Civil Case No. 2965/200U

Coram: S.B. MAPHALALA – J

For the Plaintiff: Advocate P. FLYNN (Instructed by Maseko, Dlamini and Associates)

For the Defendant: MR. T.L. DLAMINI (Attached to the Attorney General's Chambers)



JUDGMENT

(On the quantum of damages) (11th April 2006)





[1] On 15 ' July 2005, this court granted an order that the Plaintiff has discharged her onus of proving on the evidence presented that she was indeed assaulted in the manner alleged by her on a balance of probabilities. In the result, the matter was to stand over for a final determination of the quantum of damages and the matter was referred to the Registrar of the Court for allocation of a trial date for that purpose. Indeed the court has heard submissions on the quantum of damages. [2] It was contended on behalf of the Plaintiff that she was entitled to damages as reflected in her Particulars of Claim. The court was further directed to the evidence showing how Plaintiff was assaulted by the police.

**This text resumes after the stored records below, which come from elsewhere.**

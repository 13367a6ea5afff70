//! Settings file persistence.
//!
//! Loading applies catalog defaults to any missing or empty field, so a
//! hand-edited or truncated file never produces an unusable configuration.
//! Each setter persists the whole file immediately; the provider setter
//! rewrites provider id, base URL, and model together in a single write.

use serde::{Deserialize, Serialize};
use std::fs;
use std::path::{Path, PathBuf};

use crate::config::{AzureOptions, ProviderConfig};
use crate::provider::AiProvider;

/// The two independently configured halves of the pipeline.
#[derive(Debug, Clone, Copy, PartialEq, Eq)]
pub enum Leg {
    /// Audio transcription (speech-to-text).
    Speech,
    /// Transcript cleanup (chat completion).
    Text,
}

impl Leg {
    pub fn name(&self) -> &'static str {
        match self {
            Leg::Speech => "speech",
            Leg::Text => "text",
        }
    }

    fn default_model(&self, provider: AiProvider) -> &'static str {
        match self {
            Leg::Speech => provider.default_speech_model(),
            Leg::Text => provider.default_text_model(),
        }
    }

    fn default_deployment(&self) -> &'static str {
        match self {
            Leg::Speech => "whisper",
            Leg::Text => "gpt-4",
        }
    }
}

/// Persisted settings for one pipeline leg.
///
/// The `api_version` and `deployment` fields are always stored but only
/// consulted when the selected provider is Azure.
#[derive(Debug, Clone, Serialize, Deserialize)]
pub struct LegSettings {
    #[serde(default = "default_provider_id")]
    pub provider: String,
    #[serde(default)]
    pub api_key: String,
    #[serde(default)]
    pub base_url: String,
    #[serde(default)]
    pub model: String,
    #[serde(default = "default_api_version")]
    pub api_version: String,
    #[serde(default)]
    pub deployment: String,
}

impl LegSettings {
    fn defaults_for(leg: Leg) -> Self {
        let provider = AiProvider::all()[0];
        LegSettings {
            provider: provider.id().to_string(),
            api_key: String::new(),
            base_url: provider.default_base_url().to_string(),
            model: leg.default_model(provider).to_string(),
            api_version: default_api_version(),
            deployment: leg.default_deployment().to_string(),
        }
    }

    /// Fills empty fields with the selected provider's defaults. Unknown
    /// provider ids degrade through the catalog fallback.
    fn normalize(&mut self, leg: Leg) {
        let provider = AiProvider::find(&self.provider);
        self.provider = provider.id().to_string();
        if self.base_url.is_empty() {
            self.base_url = provider.default_base_url().to_string();
        }
        if self.model.is_empty() {
            self.model = leg.default_model(provider).to_string();
        }
        if self.api_version.is_empty() {
            self.api_version = default_api_version();
        }
        if self.deployment.is_empty() {
            self.deployment = leg.default_deployment().to_string();
        }
    }
}

fn default_provider_id() -> String {
    AiProvider::all()[0].id().to_string()
}

fn default_api_version() -> String {
    "2024-02-01".to_string()
}

fn default_hotkey() -> String {
    "Ctrl+Alt+R".to_string()
}

fn default_speech_leg() -> LegSettings {
    LegSettings::defaults_for(Leg::Speech)
}

fn default_text_leg() -> LegSettings {
    LegSettings::defaults_for(Leg::Text)
}

/// Complete persisted settings. The hotkey comes first so it serializes
/// ahead of the leg tables.
#[derive(Debug, Clone, Serialize, Deserialize)]
pub struct SettingsFile {
    /// Global toggle-recording hotkey, registered by the desktop shell.
    #[serde(default = "default_hotkey")]
    pub hotkey: String,
    #[serde(default = "default_speech_leg")]
    pub speech: LegSettings,
    #[serde(default = "default_text_leg")]
    pub text: LegSettings,
}

impl Default for SettingsFile {
    fn default() -> Self {
        SettingsFile {
            hotkey: default_hotkey(),
            speech: default_speech_leg(),
            text: default_text_leg(),
        }
    }
}

impl SettingsFile {
    fn normalize(&mut self) {
        self.speech.normalize(Leg::Speech);
        self.text.normalize(Leg::Text);
        if self.hotkey.is_empty() {
            self.hotkey = default_hotkey();
        }
    }
}

/// Durable key-value store backing the settings surface.
pub struct SettingsStore {
    path: PathBuf,
    file: SettingsFile,
}

impl SettingsStore {
    /// Opens the store at `path`, falling back to built-in defaults when the
    /// file does not exist yet.
    ///
    /// # Errors
    /// - If the file exists but cannot be read
    /// - If the TOML is malformed
    pub fn open(path: PathBuf) -> anyhow::Result<Self> {
        let file = if path.exists() {
            let content = fs::read_to_string(&path)?;
            let mut file: SettingsFile = toml::from_str(&content)?;
            file.normalize();
            file
        } else {
            tracing::debug!("No settings file at {}, using defaults", path.display());
            SettingsFile::default()
        };
        Ok(SettingsStore { path, file })
    }

    /// Opens the store at the default settings path.
    pub fn load() -> anyhow::Result<Self> {
        Self::open(default_settings_path()?)
    }

    /// Writes the whole settings file. Field setters call this after every
    /// mutation; it is public so a default file can be seeded before editing.
    pub fn save(&self) -> anyhow::Result<()> {
        if let Some(parent) = self.path.parent() {
            fs::create_dir_all(parent)?;
        }
        let content = toml::to_string_pretty(&self.file)?;
        fs::write(&self.path, content)?;
        tracing::debug!("Settings saved to {}", self.path.display());
        Ok(())
    }

    pub fn path(&self) -> &Path {
        &self.path
    }

    pub fn leg(&self, leg: Leg) -> &LegSettings {
        match leg {
            Leg::Speech => &self.file.speech,
            Leg::Text => &self.file.text,
        }
    }

    fn leg_mut(&mut self, leg: Leg) -> &mut LegSettings {
        match leg {
            Leg::Speech => &mut self.file.speech,
            Leg::Text => &mut self.file.text,
        }
    }

    /// Resolves the typed runtime config for one leg. The Azure extension is
    /// materialized only when that provider is selected.
    pub fn provider_config(&self, leg: Leg) -> ProviderConfig {
        let settings = self.leg(leg);
        let provider = AiProvider::find(&settings.provider);
        ProviderConfig {
            provider,
            api_key: settings.api_key.clone(),
            base_url: settings.base_url.clone(),
            model: settings.model.clone(),
            azure: (provider == AiProvider::Azure).then(|| AzureOptions {
                api_version: settings.api_version.clone(),
                deployment: settings.deployment.clone(),
            }),
        }
    }

    /// Switches a leg to a new provider. Base URL and model are rewritten to
    /// the new provider's defaults and all three fields are persisted in one
    /// write; the user can override URL and model individually afterwards.
    pub fn set_provider(&mut self, leg: Leg, id: &str) -> anyhow::Result<()> {
        let provider = AiProvider::find(id);
        let settings = self.leg_mut(leg);
        settings.provider = provider.id().to_string();
        settings.base_url = provider.default_base_url().to_string();
        settings.model = leg.default_model(provider).to_string();
        tracing::info!("{:?} leg switched to provider {}", leg, provider.id());
        self.save()
    }

    pub fn set_api_key(&mut self, leg: Leg, value: &str) -> anyhow::Result<()> {
        self.leg_mut(leg).api_key = value.to_string();
        self.save()
    }

    pub fn set_base_url(&mut self, leg: Leg, value: &str) -> anyhow::Result<()> {
        self.leg_mut(leg).base_url = value.to_string();
        self.save()
    }

    pub fn set_model(&mut self, leg: Leg, value: &str) -> anyhow::Result<()> {
        self.leg_mut(leg).model = value.to_string();
        self.save()
    }

    pub fn set_api_version(&mut self, leg: Leg, value: &str) -> anyhow::Result<()> {
        self.leg_mut(leg).api_version = value.to_string();
        self.save()
    }

    pub fn set_deployment(&mut self, leg: Leg, value: &str) -> anyhow::Result<()> {
        self.leg_mut(leg).deployment = value.to_string();
        self.save()
    }

    pub fn hotkey(&self) -> &str {
        &self.file.hotkey
    }

    pub fn set_hotkey(&mut self, value: &str) -> anyhow::Result<()> {
        self.file.hotkey = value.to_string();
        self.save()
    }
}

/// Retrieves the path to the settings file, creating the directory if needed.
///
/// # Errors
/// - If the home directory cannot be determined
/// - If the config directory cannot be created
pub fn default_settings_path() -> anyhow::Result<PathBuf> {
    let config_dir = dirs::home_dir()
        .ok_or_else(|| anyhow::anyhow!("Could not determine home directory"))?
        .join(".config")
        .join("voxclip");
    fs::create_dir_all(&config_dir)?;
    Ok(config_dir.join("voxclip.toml"))
}
//! Configuration management for voxclip.
//!
//! Settings are persisted as a TOML file in the user's config directory, one
//! table per pipeline leg (speech recognition, text formatting) plus a global
//! hotkey string. Every edit is written back synchronously; absent keys fall
//! back to built-in defaults derived from the provider catalog.

pub mod file;

pub use file::{default_settings_path, Leg, LegSettings, SettingsFile, SettingsStore};

use crate::provider::AiProvider;

/// Runtime view of one leg's provider settings, resolved against the catalog.
///
/// Captured by value at the moment a pipeline stage issues its call, so
/// concurrent settings edits never affect an in-flight cycle.
#[derive(Debug, Clone)]
pub struct ProviderConfig {
    pub provider: AiProvider,
    pub api_key: String,
    pub base_url: String,
    pub model: String,
    /// Present only when the selected provider addresses models through
    /// versioned deployments. Other providers keep the underlying fields in
    /// storage but never see them here.
    pub azure: Option<AzureOptions>,
}

/// Deployment addressing used by the Azure OpenAI endpoints.
#[derive(Debug, Clone)]
pub struct AzureOptions {
    pub api_version: String,
    pub deployment: String,
}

[3] Per contra arguments for the Defendant, were that Plaintiff is precluded by the provisions of Section 2 (1) of the Limitation of Legal Proceedings Against Government Act of 1972 from suing for the amount as set out in her Particulars of Claim because a demand was only made for the total sum of E32, 000-00. No demand was made as required by the provisions of the Act for any debt in the amount of El50, 000-00. Defendant contends in this regard that the Plaintiff ought to have applied for leave to amend, if she so wished. Its claim must accordingly be limited to the total sum of E32, 000-00 as the due debt in terms of the statutory demand that was made by the Plaintiff to the Attorney General.


[4] On the quantum of damages Defendant acknowledged that the court is faced with a difficult task because there is no common denominator between pain and money. In this regard the court's attention was drawn to the case of Sounder vs Wholesale Coal Suppliers Ltd 1941 A.D. 194 at 199 per Watermeyer JA where the following was said:


"There are no scales by which pain and suffering can be measured, and there is no relationship between pain and money which makes it possible to express the one in terms of the other with any approach to certainty".

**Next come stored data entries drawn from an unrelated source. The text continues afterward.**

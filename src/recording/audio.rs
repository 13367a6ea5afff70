//! Microphone capture to a WAV file.
//!
//! The cpal stream is not `Send`, so it lives on a dedicated worker thread
//! that writes 16-bit PCM samples straight to disk. `start` returns once the
//! stream is playing; `stop` signals the worker, waits for the WAV header to
//! be finalized, and hands back the file path.

use async_trait::async_trait;
use cpal::traits::{DeviceTrait, HostTrait, StreamTrait};
use hound::WavWriter;
use std::fs::File;
use std::io::BufWriter;
use std::path::PathBuf;
use std::sync::{mpsc, Arc, Mutex};
use std::thread;

use super::AudioCapture;
use crate::error::VoxError;

type SharedWriter = Arc<Mutex<Option<WavWriter<BufWriter<File>>>>>;

/// Capture backend recording from the default input device.
pub struct CpalCapture {
    active: Option<ActiveCapture>,
}

struct ActiveCapture {
    stop_tx: mpsc::Sender<()>,
    handle: thread::JoinHandle<Result<(), String>>,
    path: PathBuf,
}

impl CpalCapture {
    pub fn new() -> Self {
        CpalCapture { active: None }
    }
}

impl Default for CpalCapture {
    fn default() -> Self {
        Self::new()
    }
}

#[async_trait]
impl AudioCapture for CpalCapture {
    async fn start(&mut self) -> Result<(), VoxError> {
        if self.active.is_some() {
            return Err(VoxError::Capture("already recording".to_string()));
        }

        let path = recording_path(chrono::Local::now());
        let (ready_tx, ready_rx) = mpsc::channel();
        let (stop_tx, stop_rx) = mpsc::channel();

        let worker_path = path.clone();
        let handle = thread::spawn(move || capture_worker(worker_path, ready_tx, stop_rx));

        // The stream usually starts within milliseconds; recv off the runtime
        // anyway so a slow audio backend cannot stall other tasks.
        let ready = tokio::task::spawn_blocking(move || ready_rx.recv())
            .await
            .map_err(|e| VoxError::Capture(format!("capture startup task failed: {e}")))?
            .map_err(|_| VoxError::Capture("capture thread exited before starting".to_string()))?;

        if let Err(message) = ready {
            let _ = handle.join();
            return Err(VoxError::Capture(message));
        }

        tracing::info!("Recording to {}", path.display());
        self.active = Some(ActiveCapture {
            stop_tx,
            handle,
            path,
        });
        Ok(())
    }

    async fn stop(&mut self) -> Result<PathBuf, VoxError> {
        let ActiveCapture {
            stop_tx,
            handle,
            path,
        } = self
            .active
            .take()
            .ok_or_else(|| VoxError::Capture("no recording in progress".to_string()))?;

        let _ = stop_tx.send(());
        let joined = tokio::task::spawn_blocking(move || handle.join())
            .await
            .map_err(|e| VoxError::Capture(format!("capture shutdown task failed: {e}")))?;

        match joined {
            Ok(Ok(())) => {
                tracing::info!("Recording saved to {}", path.display());
                Ok(path)
            }
            Ok(Err(message)) => Err(VoxError::Capture(message)),
            Err(_) => Err(VoxError::Capture("capture thread panicked".to_string())),
        }
    }
}

/// Runs on the worker thread: owns the stream, writes samples, finalizes the
/// WAV on stop. Startup failures are reported through `ready_tx`.
fn capture_worker(
    path: PathBuf,
    ready_tx: mpsc::Sender<Result<(), String>>,
    stop_rx: mpsc::Receiver<()>,
) -> Result<(), String> {
    let fail = |message: String, ready_tx: &mpsc::Sender<Result<(), String>>| {
        let _ = ready_tx.send(Err(message.clone()));
        Err(message)
    };

    let host = cpal::default_host();
    let device = match host.default_input_device() {
        Some(device) => device,
        None => return fail("no input device available".to_string(), &ready_tx),
    };
    let supported = match device.default_input_config() {
        Ok(config) => config,
        Err(e) => return fail(format!("failed to query input config: {e}"), &ready_tx),
    };

    let spec = hound::WavSpec {
        channels: supported.channels(),
        sample_rate: supported.sample_rate().0,
        bits_per_sample: 16,
        sample_format: hound::SampleFormat::Int,
    };
    let writer: SharedWriter = match WavWriter::create(&path, spec) {
        Ok(writer) => Arc::new(Mutex::new(Some(writer))),
        Err(e) => return fail(format!("failed to create {}: {e}", path.display()), &ready_tx),
    };

    let err_fn = |err| tracing::error!("Input stream error: {err}");
    let stream_config = supported.config();
    let stream = match supported.sample_format() {
        cpal::SampleFormat::F32 => {
            let writer = writer.clone();
            device.build_input_stream(
                &stream_config,
                move |data: &[f32], _: &cpal::InputCallbackInfo| {
                    if let Ok(mut guard) = writer.lock() {
                        if let Some(writer) = guard.as_mut() {
                            for &sample in data {
                                let sample = (sample.clamp(-1.0, 1.0) * i16::MAX as f32) as i16;
                                let _ = writer.write_sample(sample);
                            }
                        }
                    }
                },
                err_fn,
                None,
            )
        }
        cpal::SampleFormat::I16 => {
            let writer = writer.clone();
            device.build_input_stream(
                &stream_config,
                move |data: &[i16], _: &cpal::InputCallbackInfo| {
                    if let Ok(mut guard) = writer.lock() {
                        if let Some(writer) = guard.as_mut() {
                            for &sample in data {
                                let _ = writer.write_sample(sample);
                            }
                        }
                    }
                },
                err_fn,
                None,
            )
        }
        other => return fail(format!("unsupported sample format: {other:?}"), &ready_tx),
    };

    let stream = match stream {
        Ok(stream) => stream,
        Err(e) => return fail(format!("failed to open input stream: {e}"), &ready_tx),
    };
    if let Err(e) = stream.play() {
        return fail(format!("failed to start input stream: {e}"), &ready_tx);
    }

    let _ = ready_tx.send(Ok(()));

    // Blocks until stop() sends or the sender is dropped.
    let _ = stop_rx.recv();
    drop(stream);

    let writer = writer
        .lock()
        .map_err(|_| "sample writer lock poisoned".to_string())?
        .take();
    match writer {
        Some(writer) => writer
            .finalize()
            .map_err(|e| format!("failed to finalize {}: {e}", path.display())),
        None => Err("sample writer already finalized".to_string()),
    }
}

/// Timestamped recording path in the system temp directory.
fn recording_path(now: chrono::DateTime<chrono::Local>) -> PathBuf {
    std::env::temp_dir().join(format!(
        "voxclip-recording-{}.wav",
        now.format("%Y%m%d-%H%M%S")
    ))
}
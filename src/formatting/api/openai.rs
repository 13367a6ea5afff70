//! OpenAI-compatible chat completion endpoint.
//!
//! JSON POST with bearer token authentication. Also serves DeepSeek, Zhipu,
//! and Moonshot.

use serde::Serialize;

use super::{build_messages, ChatCompletionResponse, ChatMessage};
use crate::config::ProviderConfig;
use crate::error::VoxError;
use crate::formatting::{FORMAT_MAX_TOKENS, FORMAT_TEMPERATURE};
use crate::net::{error_for_status, join_url, transport_error};

#[derive(Debug, Serialize)]
struct ChatCompletionRequest {
    model: String,
    messages: Vec<ChatMessage>,
    temperature: f32,
    max_tokens: u32,
}

pub async fn format(
    text: &str,
    config: &ProviderConfig,
    custom_prompt: Option<&str>,
) -> Result<String, VoxError> {
    let url = join_url(&config.base_url, "/chat/completions");
    let provider = config.provider.name();

    let request = ChatCompletionRequest {
        model: config.model.clone(),
        messages: build_messages(text, custom_prompt),
        temperature: FORMAT_TEMPERATURE,
        max_tokens: FORMAT_MAX_TOKENS,
    };

    tracing::debug!("{provider} chat request: POST {url} (model={})", config.model);

    let client = reqwest::Client::new();
    let response = client
        .post(&url)
        .bearer_auth(&config.api_key)
        .json(&request)
        .send()
        .await
        .map_err(|e| transport_error(provider, e))?;

    let response = error_for_status(provider, response).await?;
    let completion: ChatCompletionResponse = response
        .json()
        .await
        .map_err(|e| VoxError::Network(format!("failed to parse {provider} response: {e}")))?;

    completion.into_content(provider)
}
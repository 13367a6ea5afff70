//! Azure OpenAI chat completion endpoint.
//!
//! Deployment-addressed URL with `api-key` authentication; the request body
//! carries no model field because the deployment selects it.

use serde::Serialize;

use super::{build_messages, ChatCompletionResponse, ChatMessage};
use crate::config::ProviderConfig;
use crate::error::VoxError;
use crate::formatting::{FORMAT_MAX_TOKENS, FORMAT_TEMPERATURE};
use crate::net::{error_for_status, join_url, transport_error};

#[derive(Debug, Serialize)]
struct AzureChatRequest {
    messages: Vec<ChatMessage>,
    temperature: f32,
    max_tokens: u32,
}

pub async fn format(
    text: &str,
    config: &ProviderConfig,
    custom_prompt: Option<&str>,
) -> Result<String, VoxError> {
    let url = build_url(config);
    let provider = config.provider.name();

    let request = AzureChatRequest {
        messages: build_messages(text, custom_prompt),
        temperature: FORMAT_TEMPERATURE,
        max_tokens: FORMAT_MAX_TOKENS,
    };

    tracing::debug!("{provider} chat request: POST {url}");

    let client = reqwest::Client::new();
    let response = client
        .post(&url)
        .header("api-key", &config.api_key)
        .json(&request)
        .send()
        .await
        .map_err(|e| transport_error(provider, e))?;

    let response = error_for_status(provider, response).await?;
    let completion: ChatCompletionResponse = response
        .json()
        .await
        .map_err(|e| VoxError::Network(format!("failed to parse {provider} response: {e}")))?;

    completion.into_content(provider)
}

fn build_url(config: &ProviderConfig) -> String {
    let (api_version, deployment) = match &config.azure {
        Some(options) => (options.api_version.as_str(), options.deployment.as_str()),
        None => ("2024-02-01", "gpt-4"),
    };
    join_url(
        &config.base_url,
        &format!("/openai/deployments/{deployment}/chat/completions?api-version={api_version}"),
    )
}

[5] The court was further referred to what is said by author Boberg, The Law of Delict, at page 533 to the legal proposition that the trial Judge has a wide discretion to determine an amount fair to both parties - neither denying the Plaintiff just compensation nor pouring out "largesse from the horn of plenty at the Defendant's expense" (per Holmes J in Pitt vs Economic Insurance Co. Ltd 1957 (3) S.A. 284 (D) at 287).


J


[6] The Plaintiff bears the onus of proving both the fact and the quantum (see Edwards vs Hyde 1903 T.S. 381 at 355 - 6 and that of Anthony vs Cape Town Municipality 1967 (4j S.A. 445 at 446). In this regard Mr. Dlamini for the Defendant submitted facts in paragraph 5 of his Heads of Arguments showing that Plaintiff has not discharged the said onus.


[7] The first issue I intend to address in this case is whether or not Plaintiff is precluded by the provisions of Section 2 (1) of the Limitation of Legal Proceedings Against Government Act of 1972 because a demand was only made for the total sum of E32, 000-00 not the amount of El50, 000-00 which is now being sought as damages. Section 2(1) of the said Act reads as follows:


(1) Subject to Section 3 no legal proceedings shall be instituted against the Government in respect of any debt:

a) Unless a written demand, claiming payment of the alleged debt and
setting out the particulars of such debt and cause of action from which
it arose, has been served on the Attorney General be delivery or by
registered post;

Provided that in the case of a debt arising from a delict such demand shall be served within ninety days from the day on which the debt became due;

  1. Before the expiry of ninety days from the day on which such demand was served on the Attorney General unless the Government has in writing denied liability for such debt before the expiry of such period;

  2. After the lapse of a period of twenty-four months as from the day on which the debt became due.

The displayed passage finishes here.